● THE TASK: Beginning with the line where "Cancel in-flight analyses" occurs, set down each line of the records through the final one, exactly and without additions.

● RECORDS SUPPLIED:
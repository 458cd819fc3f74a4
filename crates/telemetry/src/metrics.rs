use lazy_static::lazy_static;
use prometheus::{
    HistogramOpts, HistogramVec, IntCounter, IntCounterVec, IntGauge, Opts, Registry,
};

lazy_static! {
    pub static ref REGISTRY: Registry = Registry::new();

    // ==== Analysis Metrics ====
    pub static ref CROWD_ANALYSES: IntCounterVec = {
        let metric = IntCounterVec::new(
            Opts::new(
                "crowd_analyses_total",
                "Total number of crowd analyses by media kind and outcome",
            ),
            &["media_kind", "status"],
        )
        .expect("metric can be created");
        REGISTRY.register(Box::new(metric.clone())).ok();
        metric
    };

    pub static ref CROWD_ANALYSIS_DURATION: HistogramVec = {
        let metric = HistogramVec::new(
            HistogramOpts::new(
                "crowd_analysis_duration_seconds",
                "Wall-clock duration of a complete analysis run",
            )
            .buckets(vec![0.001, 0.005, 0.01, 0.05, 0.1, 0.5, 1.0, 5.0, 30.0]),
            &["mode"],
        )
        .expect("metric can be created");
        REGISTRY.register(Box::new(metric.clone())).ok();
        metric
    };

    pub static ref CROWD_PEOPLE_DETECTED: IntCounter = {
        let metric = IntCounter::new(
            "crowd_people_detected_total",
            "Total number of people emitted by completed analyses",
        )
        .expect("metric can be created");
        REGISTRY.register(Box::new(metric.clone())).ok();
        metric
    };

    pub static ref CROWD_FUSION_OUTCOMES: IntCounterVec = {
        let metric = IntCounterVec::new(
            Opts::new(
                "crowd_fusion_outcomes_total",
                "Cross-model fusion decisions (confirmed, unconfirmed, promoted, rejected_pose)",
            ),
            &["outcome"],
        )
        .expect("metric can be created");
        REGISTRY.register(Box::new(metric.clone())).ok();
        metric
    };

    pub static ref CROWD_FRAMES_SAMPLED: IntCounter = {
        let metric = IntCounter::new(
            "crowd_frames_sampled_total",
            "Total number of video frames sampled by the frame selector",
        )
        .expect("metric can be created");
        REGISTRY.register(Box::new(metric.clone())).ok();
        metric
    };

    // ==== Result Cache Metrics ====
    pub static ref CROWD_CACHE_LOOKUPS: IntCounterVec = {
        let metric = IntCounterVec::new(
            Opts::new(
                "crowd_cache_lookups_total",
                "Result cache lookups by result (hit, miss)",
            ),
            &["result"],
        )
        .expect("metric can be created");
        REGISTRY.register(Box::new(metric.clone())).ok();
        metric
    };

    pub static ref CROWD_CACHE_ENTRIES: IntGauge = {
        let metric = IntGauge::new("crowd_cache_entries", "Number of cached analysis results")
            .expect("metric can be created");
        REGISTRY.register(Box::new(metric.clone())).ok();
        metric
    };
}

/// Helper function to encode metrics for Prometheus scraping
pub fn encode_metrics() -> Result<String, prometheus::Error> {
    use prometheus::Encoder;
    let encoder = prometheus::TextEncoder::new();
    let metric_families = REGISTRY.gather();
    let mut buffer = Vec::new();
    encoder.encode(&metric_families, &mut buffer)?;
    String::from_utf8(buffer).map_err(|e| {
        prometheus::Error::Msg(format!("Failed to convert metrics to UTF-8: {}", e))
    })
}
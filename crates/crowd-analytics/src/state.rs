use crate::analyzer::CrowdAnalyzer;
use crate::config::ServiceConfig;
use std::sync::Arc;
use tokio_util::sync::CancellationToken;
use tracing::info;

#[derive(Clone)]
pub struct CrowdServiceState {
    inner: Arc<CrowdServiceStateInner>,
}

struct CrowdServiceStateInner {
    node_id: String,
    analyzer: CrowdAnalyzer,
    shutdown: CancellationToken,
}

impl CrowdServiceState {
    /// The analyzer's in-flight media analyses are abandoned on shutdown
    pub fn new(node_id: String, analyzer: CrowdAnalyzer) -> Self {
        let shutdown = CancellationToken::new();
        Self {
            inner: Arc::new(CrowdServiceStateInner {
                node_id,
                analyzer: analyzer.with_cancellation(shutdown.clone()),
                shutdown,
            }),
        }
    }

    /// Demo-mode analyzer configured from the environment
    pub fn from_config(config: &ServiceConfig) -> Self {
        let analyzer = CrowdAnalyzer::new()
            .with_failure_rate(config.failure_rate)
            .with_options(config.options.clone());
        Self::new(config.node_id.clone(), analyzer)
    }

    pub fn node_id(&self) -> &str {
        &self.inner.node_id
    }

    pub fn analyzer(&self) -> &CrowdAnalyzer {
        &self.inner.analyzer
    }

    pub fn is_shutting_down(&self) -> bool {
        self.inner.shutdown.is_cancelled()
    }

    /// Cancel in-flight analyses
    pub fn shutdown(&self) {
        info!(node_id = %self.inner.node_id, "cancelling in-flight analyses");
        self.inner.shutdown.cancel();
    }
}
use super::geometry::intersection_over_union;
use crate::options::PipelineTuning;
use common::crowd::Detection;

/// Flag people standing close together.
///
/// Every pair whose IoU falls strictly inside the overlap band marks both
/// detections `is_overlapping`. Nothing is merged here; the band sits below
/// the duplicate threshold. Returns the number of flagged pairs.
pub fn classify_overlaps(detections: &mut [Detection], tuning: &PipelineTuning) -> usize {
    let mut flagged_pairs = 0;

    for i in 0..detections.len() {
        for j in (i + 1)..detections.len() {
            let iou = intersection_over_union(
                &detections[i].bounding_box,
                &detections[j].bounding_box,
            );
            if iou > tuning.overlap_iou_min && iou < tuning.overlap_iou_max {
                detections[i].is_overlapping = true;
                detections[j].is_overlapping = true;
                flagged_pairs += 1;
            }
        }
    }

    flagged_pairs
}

● RESULT:
    /// Cancel in-flight analyses
    pub fn shutdown(&self) {
        info!(node_id = %self.inner.node_id, "cancelling in-flight analyses");
        self.inner.shutdown.cancel();
    }
}
use super::geometry::intersection_over_union;
use crate::options::PipelineTuning;
use common::crowd::Detection;

/// Flag people standing close together.
///
/// Every pair whose IoU falls strictly inside the overlap band marks both
/// detections `is_overlapping`. Nothing is merged here; the band sits below
/// the duplicate threshold. Returns the number of flagged pairs.
pub fn classify_overlaps(detections: &mut [Detection], tuning: &PipelineTuning) -> usize {
    let mut flagged_pairs = 0;

    for i in 0..detections.len() {
        for j in (i + 1)..detections.len() {
            let iou = intersection_over_union(
                &detections[i].bounding_box,
                &detections[j].bounding_box,
            );
            if iou > tuning.overlap_iou_min && iou < tuning.overlap_iou_max {
                detections[i].is_overlapping = true;
                detections[j].is_overlapping = true;
                flagged_pairs += 1;
            }
        }
    }

    flagged_pairs
}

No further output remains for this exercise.